The problem was made harder by the fact that the types of diseases native to Venus which were represented by living cultures on Earth were strictly limited in number, i.e., the grain of sand we sought might not be on this beach. To be sure, such an omission could be repaired—in a century or so of exploration and research on a strange planet.
In the meantime there was beginning to be a breath of frost in the air; Schedule Sun Tan could not go on forever.
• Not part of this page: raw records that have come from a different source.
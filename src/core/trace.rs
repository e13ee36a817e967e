//! Provenance trace records.
//!
//! One `TraceEntry` is appended to the ledger for every successful mutation,
//! linking a code region (path + content hash) to the intents responsible
//! for it. Entries are append-only and never rewritten.

use crate::core::intent::IntentId;
use crate::core::mutation::MutationClass;
use chrono::{DateTime, Utc};
use serde::{Deserialize, Serialize};
use uuid::Uuid;

/// Version-control metadata, when known at write time.
#[derive(Debug, Clone, Default, PartialEq, Eq, Serialize, Deserialize)]
pub struct VcsInfo {
    #[serde(default, skip_serializing_if = "Option::is_none")]
    pub revision_id: Option<String>,
}

/// How a `Related` entry tags the record.
#[derive(Debug, Clone, Copy, PartialEq, Eq, Serialize, Deserialize)]
#[serde(rename_all = "snake_case")]
pub enum RelatedKind {
    Specification,
    Requirement,
    Intent,
}

/// Link from a trace entry to an intent, requirement, or specification id.
#[derive(Debug, Clone, PartialEq, Eq, Serialize, Deserialize)]
pub struct Related {
    #[serde(rename = "type")]
    pub kind: RelatedKind,
    pub value: String,
}

/// A hashed region of the written payload.
///
/// Line numbers are coarse anchors over the payload, not re-parsed positions
/// in the target file.
#[derive(Debug, Clone, PartialEq, Eq, Serialize, Deserialize)]
pub struct TraceRange {
    pub start_line: u64,
    pub end_line: u64,
    pub content_hash: String,
    pub mutation_class: MutationClass,
}

/// Who produced the mutation.
#[derive(Debug, Clone, PartialEq, Eq, Serialize, Deserialize)]
pub struct Contributor {
    pub entity_type: String,
    pub model_identifier: String,
}

/// One conversation's contribution to a file.
#[derive(Debug, Clone, PartialEq, Eq, Serialize, Deserialize)]
pub struct Conversation {
    /// Task-id proxy for the driving conversation.
    #[serde(default, skip_serializing_if = "Option::is_none")]
    pub url: Option<String>,
    pub contributor: Contributor,
    pub ranges: Vec<TraceRange>,
    pub related: Vec<Related>,
}

/// A touched file within a trace entry. Paths use POSIX separators and are
/// workspace-relative.
#[derive(Debug, Clone, PartialEq, Eq, Serialize, Deserialize)]
pub struct TraceFile {
    pub relative_path: String,
    pub conversations: Vec<Conversation>,
}

/// Append-only provenance record. Every entry references at least one intent
/// via `related`.
#[derive(Debug, Clone, PartialEq, Eq, Serialize, Deserialize)]
pub struct TraceEntry {
    pub id: Uuid,
    pub timestamp: DateTime<Utc>,
    #[serde(default, skip_serializing_if = "Option::is_none")]
    pub vcs: Option<VcsInfo>,
    pub files: Vec<TraceFile>,
}

impl TraceEntry {
    /// Builds a single-file entry, the shape produced by the trace writer hook.
    #[must_use]
    pub fn single_file(
        relative_path: impl Into<String>,
        conversation: Conversation,
    ) -> Self {
        Self {
            id: Uuid::new_v4(),
            timestamp: Utc::now(),
            vcs: None,
            files: vec![TraceFile {
                relative_path: relative_path.into(),
                conversations: vec![conversation],
            }],
        }
    }

    /// True when any `related` entry carries the given intent id.
    #[must_use]
    pub fn references_intent(&self, intent_id: &IntentId) -> bool {
        self.files.iter().any(|f| {
            f.conversations
                .iter()
                .any(|c| c.related.iter().any(|r| r.value == intent_id.0))
        })
    }

    /// True when any file in the entry has the given relative path.
    #[must_use]
    pub fn touches_path(&self, relative_path: &str) -> bool {
        self.files.iter().any(|f| f.relative_path == relative_path)
    }
}
//! Scope enforcement hook: writes stay inside the active intent's territory.
//!
//! Enforcement is pre-execution path gating. Anything the hook cannot decide
//! (no path, unknown intent, unscoped intent) passes through; other hooks
//! and the human own those cases.

use crate::core::scope::matches_any;
use crate::core::session::{TaskSession, ToolInvocation};
use crate::core::tools::{is_write_tool, RejectionCode, RejectionError};
use crate::host::{workspace_relative, HostEnv};
use crate::hooks::{HookDecision, ToolHook};
use crate::storage::intent_store::IntentStore;
use std::sync::Arc;

/// Rejects writes outside the active intent's `owned_scope`.
pub struct ScopeEnforcementHook {
    host: Arc<dyn HostEnv>,
    store: IntentStore,
}

impl ScopeEnforcementHook {
    #[must_use]
    pub fn new(host: Arc<dyn HostEnv>) -> Self {
        let store = IntentStore::open(host.workspace_root());
        Self { host, store }
    }
}

impl ToolHook for ScopeEnforcementHook {
    fn id(&self) -> &'static str {
        "scope-enforcement"
    }

    fn pre_execute(&self, session: &TaskSession, invocation: &ToolInvocation) -> HookDecision {
        if !is_write_tool(&invocation.tool) {
            return HookDecision::Pass;
        }
        let Some(intent_id) = session.active_intent_id.as_ref() else {
            return HookDecision::Pass;
        };
        let Some(raw_path) = invocation.path() else {
            return HookDecision::Pass;
        };

        let relative = workspace_relative(self.host.workspace_root(), raw_path);

        let intent = match self.store.find(intent_id) {
            Ok(Some(intent)) => intent,
            // Cannot enforce what isn't known.
            Ok(None) => return HookDecision::Pass,
            Err(err) => {
                self.host
                    .diag(&format!("scope enforcement: registry lookup failed: {err}"));
                return HookDecision::Pass;
            }
        };

        if intent.owned_scope.is_empty() {
            return HookDecision::Pass;
        }
        if matches_any(&relative, &intent.owned_scope) {
            return HookDecision::Pass;
        }

        let allowed = intent.owned_scope.join(", ");
        let payload = RejectionError::new(
            RejectionCode::ScopeViolation,
            invocation.tool.clone(),
            format!(
                "Write to '{relative}' is outside the owned scope of intent {intent_id}"
            ),
        )
        .with_intent(Some(intent_id.clone()))
        .with_hint(format!(
            "Intent {intent_id} may only modify paths matching: {allowed}. Either work within \
             those patterns or select an intent that owns '{relative}'."
        ))
        .to_payload();
        HookDecision::Block(payload)
    }
}
//! Host integration seam.
//!
//! The kernel never touches the filesystem or the UI directly; everything
//! goes through `HostEnv` so the editor host (or a test) supplies workspace
//! paths, file primitives, the modal approval dialog, and a diagnostic
//! channel.

use crate::core::scope::normalize_posix;
use std::io;
use std::path::{Path, PathBuf};

/// Outcome of the modal approval dialog.
#[derive(Debug, Clone, Copy, PartialEq, Eq)]
pub enum Approval {
    Approve,
    Reject,
    /// The dialog was closed without an explicit choice.
    Dismissed,
}

/// Environment supplied by the editor host.
pub trait HostEnv: Send + Sync {
    fn workspace_root(&self) -> &Path;

    fn file_exists(&self, path: &Path) -> bool;

    fn read_text(&self, path: &Path) -> io::Result<String>;

    fn write_text(&self, path: &Path, content: &str) -> io::Result<()>;

    fn append_text(&self, path: &Path, content: &str) -> io::Result<()>;

    fn create_dir_all(&self, path: &Path) -> io::Result<()>;

    /// Presents a blocking approval dialog to the user.
    fn request_approval(&self, message: &str) -> Approval;

    /// Diagnostic channel. Observability failures land here and nowhere else.
    fn diag(&self, message: &str);
}

/// Resolves a tool-supplied path against the workspace root.
#[must_use]
pub fn resolve_workspace_path(root: &Path, raw: &str) -> PathBuf {
    let candidate = Path::new(raw);
    if candidate.is_absolute() {
        candidate.to_path_buf()
    } else {
        root.join(candidate)
    }
}

/// Converts a tool-supplied path into a workspace-relative POSIX path.
#[must_use]
pub fn workspace_relative(root: &Path, raw: &str) -> String {
    let normalized = normalize_posix(raw);
    let root_posix = normalize_posix(&root.to_string_lossy());
    let root_prefix = if root_posix.ends_with('/') {
        root_posix
    } else {
        format!("{root_posix}/")
    };
    normalized
        .strip_prefix(&root_prefix)
        .map_or(normalized.clone(), std::string::ToString::to_string)
}

/// Approval callback used by [`NativeHost`].
pub type ApprovalFn = Box<dyn Fn(&str) -> Approval + Send + Sync>;

/// `HostEnv` over the local filesystem.
///
/// The default approval callback reports `Dismissed`: without a UI wired in,
/// destructive calls must not silently pass.
pub struct NativeHost {
    root: PathBuf,
    approval: ApprovalFn,
}

impl NativeHost {
    #[must_use]
    pub fn new(root: impl Into<PathBuf>) -> Self {
        Self {
            root: root.into(),
            approval: Box::new(|_| Approval::Dismissed),
        }
    }

    #[must_use]
    pub fn with_approval(mut self, approval: ApprovalFn) -> Self {
        self.approval = approval;
        self
    }
}

impl HostEnv for NativeHost {
    fn workspace_root(&self) -> &Path {
        &self.root
    }

    fn file_exists(&self, path: &Path) -> bool {
        path.exists()
    }

    fn read_text(&self, path: &Path) -> io::Result<String> {
        std::fs::read_to_string(path)
    }

    fn write_text(&self, path: &Path, content: &str) -> io::Result<()> {
        std::fs::write(path, content)
    }

    fn append_text(&self, path: &Path, content: &str) -> io::Result<()> {
        use std::io::Write;
        let mut file = std::fs::OpenOptions::new()
            .create(true)
            .append(true)
            .open(path)?;
        file.write_all(content.as_bytes())
    }

    fn create_dir_all(&self, path: &Path) -> io::Result<()> {
        std::fs::create_dir_all(path)
    }

    fn request_approval(&self, message: &str) -> Approval {
        (self.approval)(message)
    }

    fn diag(&self, message: &str) {
        eprintln!("warden: {message}");
    }
}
They had to go back where they hoped the answer was—into Mary’s brain. I did not like it, but I could not stop it. She did not appear to know why she was being asked to submit, over and over again, to hypnotics—or perhaps she would not tell. She seemed serene, but the strain showed—circles under her eyes, things like that. Finally I went to the Old Man and told him that it had to stop. “You know better than that, son,” he said mildly.
“The hell I do! If you haven’t gotten what you want from her by now, you’ll never get it.”
“Have you any idea of how long it takes to search all the memories in a person’s mind, even if you limit yourself to a particular period? It takes exactly as long as the period itself. What we need—if it’s there at all—may be subtle.”
“‘If it’s there at all,’” I repeated. “You don’t know that it is. See here—if Mary miscarries as a result of this, I’ll break your neck personally.”
“And if we don’t succeed,” he answered gently, “you will wish to heaven that she had. Or do you want to raise up kids to be hosts to titans?”
I chewed my lip. “Why didn’t you send me to the USSR as you planned to, instead of keeping me around?”
“Oh, that—In the first place I want you here, with Mary, keeping her morale up—instead of acting like a spoiled brat! In the second place, it isn’t necessary, or I would have sent you.”
“Huh? What happened? Did some other agent report in?”
He stood up and started to leave. “If you would ever learn to show a grown-up interest in the news of the world, you would know.”
I said, “Huh?” again, but he did not answer; he left.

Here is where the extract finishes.